◆ What is expected: All entries should be copied exactly, none left out.

◆ Excerpts from a dataset:
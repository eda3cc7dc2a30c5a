//! Funnel Derivation
//!
//! 正規化済みモデルから、対象期間におけるファネル各ステージの値と
//! 直前ステージに対する転換率を計算するモジュール。

use log::{debug, warn};
use serde::{Deserialize, Serialize};
use std::collections::HashMap;

use crate::funnel::config::{FunnelConfig, FunnelStageSpec};
use crate::normalize::parse_number;
use crate::types::{Indicator, NormalizedModel, NormalizedValue, Period};

/// 1ステージの計算結果
#[derive(Debug, Clone, PartialEq, Serialize, Deserialize)]
pub struct FunnelStageResult {
    /// ステージの表示名
    pub stage: String,

    /// 対象期間における値（データが無い場合は0）
    pub value: f64,

    /// 直前ステージに対する転換率（先頭は1、直前が0の場合は0）
    pub rate: f64,
}

/// 既存ユーザーが課金ユーザー全体に占める割合
#[derive(Debug, Clone, PartialEq, Serialize, Deserialize)]
pub struct ReturningShare {
    /// 参照した指標名
    pub indicator: String,

    /// 既存ユーザーの人数
    pub returning: f64,

    /// `returning / (returning + 最終ステージの値)`
    pub share: f64,
}

/// ファネルの導出結果
#[derive(Debug, Clone, PartialEq, Serialize, Deserialize)]
pub struct FunnelReport {
    /// 対象期間
    pub period: Period,

    /// ステージごとの結果（宣言順）
    pub stages: Vec<FunnelStageResult>,

    /// 既存ユーザーの割合（計算できない場合は省略）
    #[serde(default, skip_serializing_if = "Option::is_none")]
    pub returning_share: Option<ReturningShare>,
}

/// 指標名から系列への索引
///
/// 同名の指標が複数ある場合は、後に出現したものが優先されます。
pub(crate) struct IndicatorLookup<'a> {
    by_name: HashMap<&'a str, &'a Indicator>,
}

impl<'a> IndicatorLookup<'a> {
    pub fn new(model: &'a NormalizedModel) -> Self {
        let mut by_name = HashMap::with_capacity(model.indicators.len());
        for indicator in &model.indicators {
            if by_name.insert(indicator.name.as_str(), indicator).is_some() {
                warn!(
                    "indicator '{}' appears more than once; the last row wins",
                    indicator.name
                );
            }
        }
        Self { by_name }
    }

    /// 指定された指標・期間の値
    pub fn value_at(&self, name: &str, period: &Period) -> Option<&'a NormalizedValue> {
        let indicator = match self.by_name.get(name) {
            Some(indicator) => indicator,
            None => {
                warn!("indicator '{}' not found", name);
                return None;
            }
        };

        let point = indicator.point_at(period);
        if point.is_none() {
            debug!("indicator '{}' has no value for period '{}'", name, period);
        }
        point.map(|p| &p.value)
    }

    /// ステージの値として加算する量（数値でなければ0）
    pub fn contribution(&self, name: &str, period: &Period) -> f64 {
        self.value_at(name, period)
            .map(stage_contribution)
            .unwrap_or(0.0)
    }
}

/// 正規化済みの値をステージの値へ変換
///
/// 数値、または数値として読めるテキストはその値、それ以外は0です。
/// NaNや無限大はグラフに描画できないため0として扱います。
fn stage_contribution(value: &NormalizedValue) -> f64 {
    let n = match value {
        NormalizedValue::Number(n) => *n,
        NormalizedValue::Text(text) => parse_number(text).unwrap_or(0.0),
        NormalizedValue::Missing => 0.0,
    };
    if n.is_finite() {
        n
    } else {
        0.0
    }
}

/// ステージの値の列から転換率を計算
fn with_rates(values: Vec<(String, f64)>) -> Vec<FunnelStageResult> {
    let mut results: Vec<FunnelStageResult> = Vec::with_capacity(values.len());

    for (stage, value) in values {
        let rate = match results.last() {
            None => 1.0,
            Some(previous) if previous.value != 0.0 => {
                let rate = value / previous.value;
                if rate.is_finite() {
                    rate
                } else {
                    0.0
                }
            }
            Some(_) => 0.0,
        };
        results.push(FunnelStageResult { stage, value, rate });
    }

    results
}

/// ファネルを導出する
///
/// # 引数
///
/// * `model` - 正規化済みモデル
/// * `stages` - ステージの定義（宣言順）
/// * `target_period` - 対象期間
///
/// # 戻り値
///
/// ステージ数と同じ長さの結果。データが欠けているステージは値0になります。
///
/// ```rust
/// use funnelzero::{derive_funnel, parse, Cell, FunnelStageSpec, Period};
///
/// let grid = vec![
///     vec![Cell::Empty, Cell::from("P1")],
///     vec![Cell::from("A"), Cell::from("10")],
///     vec![Cell::from("B"), Cell::from("4")],
/// ];
/// let model = parse(&grid).unwrap();
/// let stages = [FunnelStageSpec::simple("S1", "A"), FunnelStageSpec::simple("S2", "B")];
///
/// let results = derive_funnel(&model, &stages, &Period::from("P1"));
/// assert_eq!(results[1].rate, 0.4);
/// ```
pub fn derive_funnel(
    model: &NormalizedModel,
    stages: &[FunnelStageSpec],
    target_period: &Period,
) -> Vec<FunnelStageResult> {
    let lookup = IndicatorLookup::new(model);
    derive_with_lookup(&lookup, stages, target_period)
}

fn derive_with_lookup(
    lookup: &IndicatorLookup<'_>,
    stages: &[FunnelStageSpec],
    target_period: &Period,
) -> Vec<FunnelStageResult> {
    let values = stages
        .iter()
        .map(|stage| {
            let value = stage
                .source
                .indicator_names()
                .iter()
                .map(|name| lookup.contribution(name, target_period))
                .sum();
            (stage.name.clone(), value)
        })
        .collect();

    with_rates(values)
}

/// 既存ユーザーの割合を計算
///
/// 既存ユーザーの値が数値でない場合、または分母が正でない場合は`None`です。
fn returning_share(
    lookup: &IndicatorLookup<'_>,
    indicator: &str,
    target_period: &Period,
    stages: &[FunnelStageResult],
) -> Option<ReturningShare> {
    let newest = stages.last()?.value;
    let returning = lookup
        .value_at(indicator, target_period)?
        .as_number()
        .filter(|n| n.is_finite())?;

    let denominator = returning + newest;
    if denominator > 0.0 {
        Some(ReturningShare {
            indicator: indicator.to_string(),
            returning,
            share: returning / denominator,
        })
    } else {
        None
    }
}

/// ファネル導出のファサード
///
/// `FunnelBuilder`または`FunnelConfig`から構築し、任意の数のモデルに適用できます。
#[derive(Debug, Clone)]
pub struct FunnelDeriver {
    config: FunnelConfig,
}

impl FunnelDeriver {
    pub(crate) fn new(config: FunnelConfig) -> Self {
        Self { config }
    }

    /// 使用している設定
    pub fn config(&self) -> &FunnelConfig {
        &self.config
    }

    /// モデルからファネルのレポートを導出する
    pub fn derive(&self, model: &NormalizedModel) -> FunnelReport {
        let lookup = IndicatorLookup::new(model);
        let period = &self.config.target_period;

        let stages = derive_with_lookup(&lookup, &self.config.stages, period);
        let returning_share = self
            .config
            .returning_indicator
            .as_deref()
            .and_then(|name| returning_share(&lookup, name, period, &stages));

        debug!(
            "derived {} funnel stages for period '{}'",
            stages.len(),
            period
        );

        FunnelReport {
            period: period.clone(),
            stages,
            returning_share,
        }
    }
}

◆ Expected answer:
repository eda3cc7dc2a30c5a
//! Funnel Derivation
//!
//! 正規化済みモデルから、対象期間におけるファネル各ステージの値と
//! 直前ステージに対する転換率を計算するモジュール。

use log::{debug, warn};
use serde::{Deserialize, Serialize};
use std::collections::HashMap;

use crate::funnel::config::{FunnelConfig, FunnelStageSpec};
use crate::normalize::parse_number;
use crate::types::{Indicator, NormalizedModel, NormalizedValue, Period};

/// 1ステージの計算結果
#[derive(Debug, Clone, PartialEq, Serialize, Deserialize)]
pub struct FunnelStageResult {
    /// ステージの表示名
    pub stage: String,

    /// 対象期間における値（データが無い場合は0）
    pub value: f64,

    /// 直前ステージに対する転換率（先頭は1、直前が0の場合は0）
    pub rate: f64,
}

/// 既存ユーザーが課金ユーザー全体に占める割合
#[derive(Debug, Clone, PartialEq, Serialize, Deserialize)]
pub struct ReturningShare {
    /// 参照した指標名
    pub indicator: String,

    /// 既存ユーザーの人数
    pub returning: f64,

    /// `returning / (returning + 最終ステージの値)`
    pub share: f64,
}

/// ファネルの導出結果
#[derive(Debug, Clone, PartialEq, Serialize, Deserialize)]
pub struct FunnelReport {
    /// 対象期間
    pub period: Period,

    /// ステージごとの結果（宣言順）
    pub stages: Vec<FunnelStageResult>,

    /// 既存ユーザーの割合（計算できない場合は省略）
    #[serde(default, skip_serializing_if = "Option::is_none")]
    pub returning_share: Option<ReturningShare>,
}

/// 指標名から系列への索引
///
/// 同名の指標が複数ある場合は、後に出現したものが優先されます。
pub(crate) struct IndicatorLookup<'a> {
    by_name: HashMap<&'a str, &'a Indicator>,
}

impl<'a> IndicatorLookup<'a> {
    pub fn new(model: &'a NormalizedModel) -> Self {
        let mut by_name = HashMap::with_capacity(model.indicators.len());
        for indicator in &model.indicators {
            if by_name.insert(indicator.name.as_str(), indicator).is_some() {
                warn!(
                    "indicator '{}' appears more than once; the last row wins",
                    indicator.name
                );
            }
        }
        Self { by_name }
    }

    /// 指定された指標・期間の値
    pub fn value_at(&self, name: &str, period: &Period) -> Option<&'a NormalizedValue> {
        let indicator = match self.by_name.get(name) {
            Some(indicator) => indicator,
            None => {
                warn!("indicator '{}' not found", name);
                return None;
            }
        };

        let point = indicator.point_at(period);
        if point.is_none() {
            debug!("indicator '{}' has no value for period '{}'", name, period);
        }
        point.map(|p| &p.value)
    }

    /// ステージの値として加算する量（数値でなければ0）
    pub fn contribution(&self, name: &str, period: &Period) -> f64 {
        self.value_at(name, period)
            .map(stage_contribution)
            .unwrap_or(0.0)
    }
}

/// 正規化済みの値をステージの値へ変換
///
/// 数値、または数値として読めるテキストはその値、それ以外は0です。
/// NaNや無限大はグラフに描画できないため0として扱います。
fn stage_contribution(value: &NormalizedValue) -> f64 {
    let n = match value {
        NormalizedValue::Number(n) => *n,
        NormalizedValue::Text(text) => parse_number(text).unwrap_or(0.0),
        NormalizedValue::Missing => 0.0,
    };
    if n.is_finite() {
        n
    } else {
        0.0
    }
}

/// ステージの値の列から転換率を計算
fn with_rates(values: Vec<(String, f64)>) -> Vec<FunnelStageResult> {
    let mut results: Vec<FunnelStageResult> = Vec::with_capacity(values.len());

    for (stage, value) in values {
        let rate = match results.last() {
            None => 1.0,
            Some(previous) if previous.value != 0.0 => {
                let rate = value / previous.value;
                if rate.is_finite() {
                    rate
                } else {
                    0.0
                }
            }
            Some(_) => 0.0,
        };
        results.push(FunnelStageResult { stage, value, rate });
    }

    results
}

/// ファネルを導出する
///
/// # 引数
///
/// * `model` - 正規化済みモデル
/// * `stages` - ステージの定義（宣言順）
/// * `target_period` - 対象期間
///
/// # 戻り値
///
/// ステージ数と同じ長さの結果。データが欠けているステージは値0になります。
///
/// ```rust
/// use funnelzero::{derive_funnel, parse, Cell, FunnelStageSpec, Period};
///
/// let grid = vec![
///     vec![Cell::Empty, Cell::from("P1")],
///     vec![Cell::from("A"), Cell::from("10")],
///     vec![Cell::from("B"), Cell::from("4")],
/// ];
/// let model = parse(&grid).unwrap();
/// let stages = [FunnelStageSpec::simple("S1", "A"), FunnelStageSpec::simple("S2", "B")];
///
/// let results = derive_funnel(&model, &stages, &Period::from("P1"));
/// assert_eq!(results[1].rate, 0.4);
/// ```
pub fn derive_funnel(
    model: &NormalizedModel,
    stages: &[FunnelStageSpec],
    target_period: &Period,
) -> Vec<FunnelStageResult> {
    let lookup = IndicatorLookup::new(model);
    derive_with_lookup(&lookup, stages, target_period)
}

fn derive_with_lookup(
    lookup: &IndicatorLookup<'_>,
    stages: &[FunnelStageSpec],
    target_period: &Period,
) -> Vec<FunnelStageResult> {
    let values = stages
        .iter()
        .map(|stage| {
            let value = stage
                .source
                .indicator_names()
                .iter()
                .map(|name| lookup.contribution(name, target_period))
                .sum();
            (stage.name.clone(), value)
        })
        .collect();

    with_rates(values)
}

/// 既存ユーザーの割合を計算
///
/// 既存ユーザーの値が数値でない場合、または分母が正でない場合は`None`です。
fn returning_share(
    lookup: &IndicatorLookup<'_>,
    indicator: &str,
    target_period: &Period,
    stages: &[FunnelStageResult],
) -> Option<ReturningShare> {
    let newest = stages.last()?.value;
    let returning = lookup
        .value_at(indicator, target_period)?
        .as_number()
        .filter(|n| n.is_finite())?;

    let denominator = returning + newest;
    if denominator > 0.0 {
        Some(ReturningShare {
            indicator: indicator.to_string(),
            returning,
            share: returning / denominator,
        })
    } else {
        None
    }
}

/// ファネル導出のファサード
///
/// `FunnelBuilder`または`FunnelConfig`から構築し、任意の数のモデルに適用できます。
#[derive(Debug, Clone)]
pub struct FunnelDeriver {
    config: FunnelConfig,
}

impl FunnelDeriver {
    pub(crate) fn new(config: FunnelConfig) -> Self {
        Self { config }
    }

    /// 使用している設定
    pub fn config(&self) -> &FunnelConfig {
        &self.config
    }

    /// モデルからファネルのレポートを導出する
    pub fn derive(&self, model: &NormalizedModel) -> FunnelReport {
        let lookup = IndicatorLookup::new(model);
        let period = &self.config.target_period;

        let stages = derive_with_lookup(&lookup, &self.config.stages, period);
        let returning_share = self
            .config
            .returning_indicator
            .as_deref()
            .and_then(|name| returning_share(&lookup, name, period, &stages));

        debug!(
            "derived {} funnel stages for period '{}'",
            stages.len(),
            period
        );

        FunnelReport {
            period: period.clone(),
            stages,
            returning_share,
        }
    }
}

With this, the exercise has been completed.